In the long lineage of tennis rackets, few stand out in name recognition alone more than the Head Prestige.
A true player’s stick, the Prestige has found its way into the hands of many pros though the years.
The latest version, the Graphene XT, is an update to last year’s model. While the past couple of iterations has strayed from the “traditional” feel of the Prestige, the flip side is that it will appeal to a greater spectrum of players.
The Pro comes in at a healthy 11.7 ounces (strung) but swings freely, thanks to its head-light setup. But the biggest difference in this year’s model is the stability at the tip of the hoop, which offers an unexpected punch the Prestige is historically not known for.
The word “connected” gets thrown out a lot when vetting rackets. The meaning has been somewhat amorphous in tennis lingo, but with the Prestige, it’s beginning to make better sense. As long as you’ve made proper contact, the ball will more than likely go wherever you intended. In 90 minutes of play, very rarely did a groundstroke fall short as a result of the racket or sail tremendously deep. I could hit angles and stab down-the-line groundstrokes with confidence.
The caveat is that despite the extra punch, this is still a player’s stick at heart, which meant that if I wasn’t in a full offensive position, there was a lack of pace compared to a more modern-day stick. But that’s the tradeoff. Precision for raw power.
The Graphene XT is an interesting, if not unique, technology as far as tennis rackets go. It’s extraordinarily solid, and while it does not allow for a discernible sweet spot or extended dwell times, there are no dead spots, either. It takes getting acclimated to, as I found in play-testing the latest Radical a few months back. But after 20 minutes or so, I became comfortable with the feedback off contact in both the Radical and Prestige Pro.
At the net is where I found the Prestige to be at its best. It’s heavy enough that that ball won’t play you, but still extremely maneuverable. I was able to stick volleys in all areas of the court at will, knowing they were going to land where I intended them to go. It’s not always easy to wield a racket north of 11 ½ ounces, but with the thin-beamed Prestige, directional control was no problem.

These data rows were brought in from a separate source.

//! # Storage Layer
//!
//! Durable client storage is a plain string-keyed, string-valued store with two
//! operations, [`KeyValueStore::get`] and [`KeyValueStore::set`]. The catalog
//! only ever keeps one key in it (the serialized selection), but the store
//! itself is generic.
//!
//! ## Implementations
//!
//! - [`fs::FileStore`]: Production storage
//!   - All keys live in one JSON object file, `storage.json`
//!   - Writes go to a temp file and are renamed into place
//!
//! - [`memory::InMemoryStore`]: Storage for tests
//!   - No persistence
//!   - Can simulate write failures
//!
//! ## Storage Format
//!
//! ```text
//! <data dir>/
//! ├── storage.json        # {"selectedCards": "[\"a\",\"b\"]"}
//! └── config.json         # GrimoireConfig
//! ```
//!
//! Values are opaque strings: the selection is stored as its own JSON text,
//! so a store never needs to understand what it holds.

use crate::error::Result;

pub mod fs;
pub mod memory;

/// A persistent string-to-string store that survives restarts.
///
/// `set` must have reached durable storage by the time it returns, so a later
/// `get` (in this process or the next) observes it.
pub trait KeyValueStore {
    /// Value for `key`, or `None` when never written.
    fn get(&self, key: &str) -> Result<Option<String>>;

    /// Write `value` under `key`, replacing any previous value.
    fn set(&mut self, key: &str, value: &str) -> Result<()>;
}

Serving is where I had to make my biggest adjustments. After a few bad shanks, I found that slowing down paid dividends in a big way. The Prestige it not a power racket per se, but there is enough mass at the north end of the frame that will produce its own power. Much like an amateur golfer with an overzealous swing, simply stepping back and leveraging the rackets stability and raw weight allowed for big (and accurate) serves. Admittedly, I struggled with kick serves throughout my hitting session. The ball didn’t jump like I’d like it to, but then again, that could well be user error as well.
The Prestige Pro is an all-around winning frame. It takes some adjustment time, so be patient. But for the physically stronger players who tend to overhit, this could very well be your solution.
Head Graphene XT Prestige S
The S version of the Prestige played similarly to the Pro. And a cursory look at the specs would suggest that. The S weighs in at 11.5 strung, just a hair lighter than the former. The response and feel (both flex ratings are in the low 60s) are nearly identical.
But if there was one notable difference, I felt the S version of the Prestige translated more easily to the modern game. It was easier to swing through the ball and generate spin.
The S version might have felt a little less plush that the Pro, but the manageable swing weight and crisp, solid contact created explosive hitting.
One of the frames greatest attributes was arm comfort as well. Some of HEAD’S graphene rackets are pretty stiff, which isn’t necessarily a bad thing -- matter of fact, it’s the norm now. But the Prestige S enveloped the ball nicely without a harsh feedback.
It’s a racket worth trying whether you are an aggressive player with a big swing or a counter-puncher. Like the Pro, the S delivered quite a bit of punch in a control-oriented frame.
Nitro Pro tennis shoe
When it comes down to it, vetting a tennis shoe is really about two things: Is it comfortable and will it hold up? I suppose aesthetics are important, too, but that’s highly subjective.
We can break down the guts and arteries of shoes as much as we want, but really, we’re just looking for a solid sneaker that is comfortable to the point that we don’t realize we’re wearing it.
HEAD’s Nitro Pro fits the bill. From the moment I put it on to play-test, it fit as though I had already worn it for months. It conformed to my foot nicely, and more so, it gave me confidence to move around the court at full speed.
The shoe was breathable as well. At no point, did I feel as though my feet needed a rest -- even right out of the box in which we typically concede new shoes need break-in time. And for anyone who has owned a new pair of tennis shoes, that’s a big thing.
Granted, I have worn the Nitro Pro for only a few weeks now, but the support has been stellar. There is more than enough stability in the heel and forefront that makes me believe these will last me the summer, if not longer.
If I had one complaint, and this is nothing that can’t be fixed immediately, the shoe ran a half-size small. So if you are ordering online, beware.
Still, if you want an immediately comfortable shoe that will only enhance your speed while providing long-term stability, give these a try.